Michael Phelps Ward, CBE (26 March 1925 – 7 October 2005) was an English surgeon and an expedition doctor on the 1953 first ascent of Mount Everest with Sir Edmund Hillary.  He argued that the conquest of the mountain was a victory for science since doctors had finally figured out how to cope with the physiological effects of high altitude.  His discoveries a few years earlier in the Royal Geographical Society archives of the Milne-Hink map and unofficial RAF photos of the Everest area helped to make the summit ascent possible.

He had been on the earlier 1951 British Mount Everest reconnaissance expedition which pioneered the route used by the 1953 expedition. He was asked by Eric Shipton to go on the 1952 British Cho Oyu expedition, but was completing his national military service and sitting a surgery examination. 

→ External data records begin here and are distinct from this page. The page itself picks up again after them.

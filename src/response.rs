//
// Copyright (c) 2024, 2025 Oracle and/or its affiliates. All rights reserved.
//
// Licensed under the Universal Permissive License v 1.0 as shown at
//  https://oss.oracle.com/licenses/upl/
//
use serde_derive::Deserialize;
use serde_json::{Map, Value};
use std::result::Result;

use crate::error::{malformed_err, DriverError, DriverErrorCode};
use crate::transport::RawResponse;
use crate::types::{
    CursorStats, DocumentMeta, ItemError, QueryPlan, QueryProfile, QueryWarning, ResultEntry,
};

/// What the request asked for. Determines the shape the response is decoded into.
#[derive(Debug, Clone, Copy, PartialEq, Eq)]
pub(crate) enum OperationKind {
    /// One document read: the body is the document.
    ReadOne,
    /// One document write: the body is its metadata plus optional snapshots.
    WriteOne,
    /// Many documents read: an array of documents or item errors.
    ReadMany,
    /// Many documents written: an array of metadata objects or item errors.
    WriteMany,
    Cursor,
}

#[derive(Debug)]
pub(crate) enum Envelope {
    Single(ResultEntry),
    Bulk(Vec<ResultEntry>),
    Cursor(CursorEnvelope),
}

/// One batch of query results plus the cursor bookkeeping around it.
#[derive(Debug, Default)]
pub(crate) struct CursorEnvelope {
    pub(crate) id: Option<String>,
    pub(crate) result: Vec<Value>,
    pub(crate) has_more: bool,
    pub(crate) count: Option<u64>,
    pub(crate) cached: bool,
    pub(crate) stats: Option<CursorStats>,
    pub(crate) profile: Option<QueryProfile>,
    pub(crate) plan: Option<QueryPlan>,
    pub(crate) warnings: Vec<QueryWarning>,
}

#[derive(Debug, Deserialize)]
struct CursorBody {
    #[serde(default)]
    id: Option<String>,
    #[serde(default)]
    result: Vec<Value>,
    #[serde(rename = "hasMore", default)]
    has_more: bool,
    #[serde(default)]
    count: Option<u64>,
    #[serde(default)]
    cached: bool,
    #[serde(default)]
    extra: Option<CursorExtra>,
}

#[derive(Debug, Default, Deserialize)]
#[serde(default)]
struct CursorExtra {
    stats: Option<CursorStats>,
    profile: Option<QueryProfile>,
    plan: Option<QueryPlan>,
    warnings: Vec<QueryWarning>,
}

#[derive(Debug, Deserialize)]
struct ErrorBody {
    #[serde(default)]
    error: bool,
    #[serde(default)]
    code: u16,
    #[serde(rename = "errorNum")]
    error_num: i32,
    #[serde(rename = "errorMessage", default)]
    error_message: String,
}

pub(crate) fn decode(kind: OperationKind, resp: &RawResponse) -> Result<Envelope, DriverError> {
    let v = parse_body(resp)?;
    match kind {
        OperationKind::ReadOne => Ok(Envelope::Single(decode_entry(v, true)?)),
        OperationKind::WriteOne => Ok(Envelope::Single(decode_entry(v, false)?)),
        OperationKind::ReadMany => Ok(Envelope::Bulk(decode_entries(v, true)?)),
        OperationKind::WriteMany => Ok(Envelope::Bulk(decode_entries(v, false)?)),
        OperationKind::Cursor => Ok(Envelope::Cursor(decode_cursor(v)?)),
    }
}

pub(crate) fn decode_single(kind: OperationKind, resp: &RawResponse) -> Result<ResultEntry, DriverError> {
    match decode(kind, resp)? {
        Envelope::Single(e) => Ok(e),
        other => malformed_err!("expected a single result, got {:?}", other),
    }
}

pub(crate) fn decode_bulk(kind: OperationKind, resp: &RawResponse) -> Result<Vec<ResultEntry>, DriverError> {
    match decode(kind, resp)? {
        Envelope::Bulk(v) => Ok(v),
        other => malformed_err!("expected a result array, got {:?}", other),
    }
}

pub(crate) fn decode_cursor_response(resp: &RawResponse) -> Result<CursorEnvelope, DriverError> {
    match decode(OperationKind::Cursor, resp)? {
        Envelope::Cursor(c) => Ok(c),
        other => malformed_err!("expected a cursor batch, got {:?}", other),
    }
}

/// Map a non-2xx response to the error it carries.
///
/// The result always has `status` set. An error body that cannot be decoded
/// yields [`DriverErrorCode::MalformedResponse`].
pub(crate) fn decode_error(resp: &RawResponse) -> DriverError {
    match serde_json::from_slice::<ErrorBody>(&resp.body) {
        Ok(eb) if eb.error => {
            let status = if eb.code != 0 { eb.code } else { resp.status };
            DriverError::from_server(status, eb.error_num, &eb.error_message)
        }
        _ => {
            let mut e = DriverError::new(
                DriverErrorCode::MalformedResponse,
                &format!(
                    "http status {} with undecodable body: {}",
                    resp.status,
                    String::from_utf8_lossy(&resp.body)
                ),
            );
            e.status = resp.status;
            e
        }
    }
}

fn parse_body(resp: &RawResponse) -> Result<Value, DriverError> {
    if resp.body.is_empty() {
        return malformed_err!("empty response body (http status {})", resp.status);
    }
    Ok(serde_json::from_slice(&resp.body)?)
}

fn decode_entries(v: Value, read: bool) -> Result<Vec<ResultEntry>, DriverError> {
    match v {
        Value::Array(items) => items.into_iter().map(|i| decode_entry(i, read)).collect(),
        // silent bulk writes that fully succeeded
        Value::Object(m) if m.is_empty() => Ok(Vec::new()),
        other => malformed_err!("expected an array of results, got {}", kind_of(&other)),
    }
}

fn decode_entry(v: Value, read: bool) -> Result<ResultEntry, DriverError> {
    let mut obj = match v {
        Value::Object(obj) => obj,
        other => return malformed_err!("expected a result object, got {}", kind_of(&other)),
    };
    if obj.get("error") == Some(&Value::Bool(true)) {
        return Ok(ResultEntry::failed(item_error(&obj)?));
    }
    let meta = meta_of(&obj)?;
    if read {
        return Ok(ResultEntry {
            meta,
            document: Some(Value::Object(obj)),
            ..Default::default()
        });
    }
    Ok(ResultEntry {
        meta,
        old: obj.remove("old"),
        new: obj.remove("new"),
        ..Default::default()
    })
}

/// Wrap one query result item. Query results are arbitrary values: only
/// string-valued `_key`, `_id` and `_rev` attributes become metadata.
pub(crate) fn cursor_item(v: Value) -> ResultEntry {
    let meta = match &v {
        Value::Object(obj) => {
            let field = |name: &str| {
                obj.get(name)
                    .and_then(Value::as_str)
                    .unwrap_or_default()
                    .to_string()
            };
            DocumentMeta {
                key: field("_key"),
                id: field("_id"),
                rev: field("_rev"),
            }
        }
        _ => DocumentMeta::default(),
    };
    ResultEntry {
        meta,
        document: Some(v),
        ..Default::default()
    }
}

fn item_error(obj: &Map<String, Value>) -> Result<ItemError, DriverError> {
    let Some(error_num) = obj.get("errorNum").and_then(Value::as_i64) else {
        return malformed_err!("item error without a numeric errorNum: {:?}", obj);
    };
    let code = obj.get("code").and_then(Value::as_u64).unwrap_or(0);
    Ok(ItemError {
        code: u16::try_from(code).unwrap_or(0),
        error_num: i32::try_from(error_num).unwrap_or(i32::MAX),
        message: obj
            .get("errorMessage")
            .and_then(Value::as_str)
            .unwrap_or_default()
            .to_string(),
    })
}

fn meta_of(obj: &Map<String, Value>) -> Result<DocumentMeta, DriverError> {
    let field = |name: &str| -> Result<String, DriverError> {
        match obj.get(name) {
            None | Some(Value::Null) => Ok(String::new()),
            Some(Value::String(s)) => Ok(s.clone()),
            Some(other) => malformed_err!("'{}' must be a string, got {}", name, kind_of(other)),
        }
    };
    Ok(DocumentMeta {
        key: field("_key")?,
        id: field("_id")?,
        rev: field("_rev")?,
    })
}

fn decode_cursor(v: Value) -> Result<CursorEnvelope, DriverError> {
    let body: CursorBody = serde_json::from_value(v)?;
    let id = body.id.filter(|s| !s.is_empty());
    if body.has_more && id.is_none() {
        return malformed_err!("cursor response has more results but no cursor id");
    }
    let extra = body.extra.unwrap_or_default();
    Ok(CursorEnvelope {
        id,
        result: body.result,
        has_more: body.has_more,
        count: body.count,
        cached: body.cached,
        stats: extra.stats,
        profile: extra.profile,
        plan: extra.plan,
        warnings: extra.warnings,
    })
}

fn kind_of(v: &Value) -> &'static str {
    match v {
        Value::Null => "null",
        Value::Bool(_) => "a boolean",
        Value::Number(_) => "a number",
        Value::String(_) => "a string",
        Value::Array(_) => "an array",
        Value::Object(_) => "an object",
    }
}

He was a pioneer in high altitude medicine, which he researched with Griffith Pugh on the 1960-61 Silver Hut expedition.

He wrote numerous books including Everest: A Thousand Years of Exploration.

He was a supporter of the National Health Service and the East End of London rather than Harley Street. He was a lecturer in Clinical Surgery at the London Hospital Medical College 1975–93, and Consultant Surgeon at St Andrew's Hospital, Bow 1964-93 and Newham Hospital 1983–93.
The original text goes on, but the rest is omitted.